In this age of technology, the more proficient you are in regard to software and hardware, the more marketable you’ll be.

Summarize your qualifications

You want to show employers why they should hire you, so don’t be afraid to list your strengths and qualifications. List at least three or four strengths or qualifications. For example, if you’re applying for a position as an events coordinator, you might consider including something similar to the following:

A detail oriented, computer literate individual who enjoys coordinating events, planning activities and scheduling calendars; a go-getter who works hard until the job is done well.

Highlight your career experience

Name the companies you’ve worked for, the dates you were employed, and the city, state and job title. Naturally, you should explain your responsibilities in detail, but use bullet points instead of long paragraphs. If you were to apply for a position as an office manager, list a minimum of four bulleted points that relate to your responsibilities. One of those bullets might read as follows:

Primarily responsible for answering phones, setting appointments, writing letters, responding to client inquiries and greeting visitors; consistently acknowledged for special skill in helping individuals feel at ease during visits.

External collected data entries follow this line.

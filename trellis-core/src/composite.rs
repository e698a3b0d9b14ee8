//! # Composite
//!
//! The object produced by [`MethodDispatcher::build`]. Every call arriving on
//! one of its interfaces is resolved against a frozen routing table:
//!
//! 1. the call's [`Signature`] selects a [`RoutingRule`], whose bound method
//!    and target answer the call;
//! 2. otherwise the fallback target answers, when it implements the
//!    method's interface;
//! 3. otherwise the interface's default body runs with the composite as
//!    receiver;
//! 4. otherwise the call fails.
//!
//! The rule's result policy is then applied, unless the method reported a
//! failure, which always reaches the caller as-is.
//!
//! [`MethodDispatcher::build`]: crate::MethodDispatcher::build

use crate::{
    dispatcher::RoutingRule,
    error::{DispatchError, InvokeError},
    interface::{Interface, InterfaceDescriptor, MethodDescriptor, Upcast},
    policy::ResultPolicy,
    signature::Signature,
    target::Target,
    value::{Args, Outcome, Value},
};
use std::{any::TypeId, collections::HashMap, fmt, sync::Arc};

/// The frozen state a composite dispatches over.
pub(crate) struct RoutingTable {
    pub(crate) rules: HashMap<Signature, RoutingRule>,
    pub(crate) fallback: Option<Arc<Target>>,
    pub(crate) interfaces: Vec<&'static InterfaceDescriptor>,
}

/// A single object implementing a set of interfaces by routing each call.
///
/// Cloning is cheap; clones share the same routing table.
#[derive(Clone)]
pub struct Composite {
    table: Arc<RoutingTable>,
}

impl Composite {
    pub(crate) fn new(table: RoutingTable) -> Self {
        Self {
            table: Arc::new(table),
        }
    }

    /// Check whether the composite implements interface `I`.
    pub fn implements<I: Interface + ?Sized>(&self) -> bool {
        self.implements_id(TypeId::of::<I>())
    }

    fn implements_id(&self, id: TypeId) -> bool {
        self.table.interfaces.iter().any(|i| i.id() == id)
    }

    /// Names of the implemented interfaces.
    pub fn interfaces(&self) -> impl Iterator<Item = &'static str> + '_ {
        self.table.interfaces.iter().map(|i| i.name())
    }

    /// The fallback target, if one was set.
    pub fn fallback(&self) -> Option<&Target> {
        self.table.fallback.as_deref()
    }

    /// The rule answering `signature`, if any.
    pub fn rule(&self, signature: &Signature) -> Option<&RoutingRule> {
        self.table.rules.get(signature)
    }

    /// A typed handle on the composite through interface `I`.
    pub fn view<I>(&self) -> Result<Arc<I>, DispatchError>
    where
        I: Upcast<Composite> + ?Sized,
    {
        if !self.implements::<I>() {
            return Err(DispatchError::NotImplemented {
                interface: I::NAME,
                composite: self.to_string(),
            });
        }
        Ok(I::upcast(Arc::new(self.clone())))
    }

    /// Dispatch a call to `method`.
    pub fn call(&self, method: &'static MethodDescriptor, args: Args) -> Result<Value, DispatchError> {
        let result = self.dispatch(method, args);

        #[cfg(feature = "tracing")]
        if let Err(err) = &result {
            tracing::warn!(method = %method, error = %err, "dispatch failed");
        }

        result
    }

    /// Dispatch a call to `method` and return its result as an `R`.
    ///
    /// This is the entry point of the generated interface implementations.
    /// A method declared without a return type discards whatever the routed
    /// call produced.
    ///
    /// # Panics
    ///
    /// Panics with the [`DispatchError`] message if the call cannot be
    /// dispatched or its result is not an `R`. Both indicate a
    /// misconfigured composite; use [`Composite::call`] to handle them.
    pub fn invoke<R: 'static>(&self, method: &'static MethodDescriptor, args: Args) -> R {
        let result = self
            .call(method, args)
            .and_then(|value| typed::<R>(method, value));
        self.expect_typed(result)
    }

    /// Dispatch a call to a method declared to return `Arc<I>`.
    ///
    /// When the result is the composite itself (a [`ResultPolicy::ReturnSelf`]
    /// rule), it is handed back as a view through `I`, so fluent calls keep
    /// dispatching on the composite.
    ///
    /// # Panics
    ///
    /// As [`Composite::invoke`], and when `I` is not implemented by the
    /// returned composite.
    pub fn invoke_view<I>(&self, method: &'static MethodDescriptor, args: Args) -> Arc<I>
    where
        I: Upcast<Composite> + ?Sized,
    {
        let result = self
            .call(method, args)
            .and_then(|value| match value.downcast::<Composite>() {
                Ok(composite) => composite.view::<I>(),
                Err(value) => typed::<Arc<I>>(method, value),
            });
        self.expect_typed(result)
    }

    fn expect_typed<R>(&self, result: Result<R, DispatchError>) -> R {
        match result {
            Ok(value) => value,
            Err(err) => {
                #[cfg(feature = "tracing")]
                tracing::error!(composite = %self, error = %err, "typed call failed");

                panic!("{err}")
            }
        }
    }

    fn dispatch(&self, method: &'static MethodDescriptor, args: Args) -> Result<Value, DispatchError> {
        let owner = method.owner();
        if !self.implements_id(owner.id()) {
            return Err(DispatchError::NotImplemented {
                interface: owner.name(),
                composite: self.to_string(),
            });
        }

        if let Some(rule) = self.table.rules.get(method.signature()) {
            #[cfg(feature = "tracing")]
            tracing::trace!(called = %method, bound = %rule.method(), target = %rule.target(), "routed");

            let outcome = invoke_on(rule.method(), rule.target(), args)?;
            return Ok(self.apply(rule.policy(), outcome));
        }

        self.unrouted(method, args).map(Outcome::into_value)
    }

    fn unrouted(&self, method: &'static MethodDescriptor, args: Args) -> Result<Outcome, DispatchError> {
        let fallback = self.table.fallback.as_deref();

        if let Some(target) = fallback {
            if target.implements(method.owner().id()) || !method.is_provided() {
                #[cfg(feature = "tracing")]
                tracing::trace!(called = %method, target = %target, "fallback");

                return invoke_on(method, target, args);
            }
        }

        match method.invoke_default(self, args) {
            Some(result) => {
                #[cfg(feature = "tracing")]
                tracing::trace!(called = %method, "default body");

                result.map_err(|err| match err {
                    InvokeError::Arguments(source) => DispatchError::Arguments {
                        method: method.to_string(),
                        source,
                    },
                    InvokeError::Unsupported => DispatchError::NoFallback {
                        owner: method.owner().name(),
                        method: method.signature().to_string(),
                    },
                })
            }
            None => Err(DispatchError::NoFallback {
                owner: method.owner().name(),
                method: method.signature().to_string(),
            }),
        }
    }

    fn apply(&self, policy: &ResultPolicy, outcome: Outcome) -> Value {
        match (outcome, policy) {
            (Outcome::Raised(failure), _) => failure,
            (Outcome::Returned(value), ResultPolicy::Passthrough) => value,
            (Outcome::Returned(_), ResultPolicy::ReturnSelf) => Value::new(self.clone()),
            (Outcome::Returned(_), ResultPolicy::ReturnFixed(fixed)) => fixed.get(),
        }
    }
}

/// Unpack a dispatch result as the declared return type `R`.
fn typed<R: 'static>(method: &'static MethodDescriptor, value: Value) -> Result<R, DispatchError> {
    value.downcast::<R>().or_else(|value| {
        Value::unit()
            .downcast::<R>()
            .map_err(|_| DispatchError::ReturnMismatch {
                method: method.to_string(),
                expected: std::any::type_name::<R>(),
                actual: value.type_name(),
            })
    })
}

fn invoke_on(
    method: &'static MethodDescriptor,
    target: &Target,
    args: Args,
) -> Result<Outcome, DispatchError> {
    method.invoke(target, args).map_err(|err| match err {
        InvokeError::Unsupported => DispatchError::WrongTarget {
            expected: method.owner().name(),
            method: method.to_string(),
            actual: target.label().to_string(),
        },
        InvokeError::Arguments(source) => DispatchError::Arguments {
            method: method.to_string(),
            source,
        },
    })
}

impl fmt::Display for Composite {
    fn fmt(&self, f: &mut fmt::Formatter<'_>) -> fmt::Result {
        match self.fallback() {
            Some(fallback) => write!(f, "dispatch composite over {fallback}"),
            None => f.write_str("dispatch composite over <none>"),
        }
    }
}

impl fmt::Debug for Composite {
    fn fmt(&self, f: &mut fmt::Formatter<'_>) -> fmt::Result {
        f.debug_struct("Composite")
            .field("interfaces", &self.interfaces().collect::<Vec<_>>())
            .field("routes", &self.table.rules.len())
            .field("fallback", &self.fallback())
            .finish()
    }
}
//! Error types for Trellis.
//!
//! This module provides a structured error hierarchy using `thiserror`:
//!
//! - [`TrellisError`] - Top-level error type
//! - [`BuildError`] - Configuration errors detected when a composite is built
//! - [`DispatchError`] - Errors surfaced by a call on a built composite
//! - [`InvokeError`] - Errors reported by a method invoker
//! - [`ArgumentError`] - Argument list mismatches

use thiserror::Error;

/// Top-level error type for all Trellis operations.
#[derive(Error, Debug)]
pub enum TrellisError {
    /// The routing table could not be turned into a composite.
    #[error("build error: {0}")]
    Build(#[from] BuildError),

    /// A call on a composite could not be dispatched.
    #[error("dispatch error: {0}")]
    Dispatch(#[from] DispatchError),
}

/// Errors raised by [`MethodDispatcher::build`](crate::MethodDispatcher::build).
#[derive(Error, Debug, Clone, PartialEq, Eq)]
pub enum BuildError {
    /// A routed method is declared on a concrete type rather than an interface.
    #[error("cannot route `{method}`: it is declared on concrete type `{owner}`, not an interface")]
    UnsupportedRouting {
        /// The offending method, rendered as a signature.
        method: String,
        /// The concrete type declaring it.
        owner: &'static str,
    },

    /// The requested interface does not extend the owner of a routed method.
    #[error("`{requested}` does not extend `{owner}`, which declares routed method `{method}`")]
    IncompatibleInterface {
        /// The interface passed to `build`.
        requested: &'static str,
        /// The interface declaring the routed method.
        owner: &'static str,
        /// The routed method.
        method: String,
    },
}

/// Errors surfaced to the caller of a [`Composite`](crate::Composite).
#[derive(Error, Debug, Clone, PartialEq, Eq)]
pub enum DispatchError {
    /// No rule matched and nothing else can answer the call.
    #[error("no route and no fallback for `{owner}::{method}`")]
    NoFallback {
        /// The interface the call arrived on.
        owner: &'static str,
        /// The invoked method.
        method: String,
    },

    /// The selected target does not implement the interface declaring the method.
    #[error("expected a target implementing `{expected}` to invoke `{method}`, got `{actual}`")]
    WrongTarget {
        /// The interface the target should implement.
        expected: &'static str,
        /// The method that was about to be invoked.
        method: String,
        /// Label of the target that was selected.
        actual: String,
    },

    /// The call arrived through an interface the composite was not built for.
    #[error("`{composite}` does not implement `{interface}`")]
    NotImplemented {
        /// The interface of the invoked method.
        interface: &'static str,
        /// The composite's display form.
        composite: String,
    },

    /// A typed call received a value of another type than it declares.
    #[error("`{method}` returned `{actual}` where `{expected}` was declared")]
    ReturnMismatch {
        /// The invoked method.
        method: String,
        /// The declared return type.
        expected: &'static str,
        /// The type actually produced.
        actual: &'static str,
    },

    /// The argument list does not fit the bound method.
    #[error("bad arguments for `{method}`: {source}")]
    Arguments {
        /// The bound method.
        method: String,
        /// The underlying mismatch.
        #[source]
        source: ArgumentError,
    },
}

/// Errors reported by a method invoker or default body.
#[derive(Error, Debug, Clone, PartialEq, Eq)]
pub enum InvokeError {
    /// The target does not carry the capability the method needs.
    #[error("target does not implement the declaring type")]
    Unsupported,

    /// The arguments could not be unpacked.
    #[error(transparent)]
    Arguments(#[from] ArgumentError),
}

/// Mismatches between an argument list and a method's parameters.
#[derive(Error, Debug, Clone, PartialEq, Eq)]
pub enum ArgumentError {
    /// Fewer arguments than parameters.
    #[error("missing argument #{index}")]
    Missing {
        /// Zero-based position of the missing argument.
        index: usize,
    },

    /// An argument of the wrong type.
    #[error("argument #{index} is `{actual}`, expected `{expected}`")]
    TypeMismatch {
        /// Zero-based position of the argument.
        index: usize,
        /// The parameter type.
        expected: &'static str,
        /// The argument's type.
        actual: &'static str,
    },

    /// More arguments than parameters.
    #[error("{count} surplus argument(s)")]
    Surplus {
        /// Number of arguments left over.
        count: usize,
    },
}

Share your hobbies and interests

This isn’t necessary, but, on occasion, hobbies and interests open doors to conversation during interviews.

Include memberships and associations

Memberships show a potential employer that you’re involved in your field of expertise.

The First 30 Seconds!

The first few seconds of your online presentation are the most critical. You’re attempting to convince viewers that you have what they want, so convey your expertise proudly. Ideally, your presentation should be no longer than a page, but in today’s market, a one-page resume might suggest that you don’t have enough experience. On the other hand, you don’t want your bio or resume to be boring or too long, either. Striking a balance is the key.

Should You Get Help?

Writing about ourselves can be a daunting task, as it can seem self-promotional or arrogant. But there is a way to express yourself honestly without appearing arrogant or conceited: tell the truth. When information is conveyed honestly, it never appears smug. If you find it difficult to write about yourself, consider having a professional prepare your presentation. It’s often much easier for an outsider to be objective about your experience, and to present it in the best light.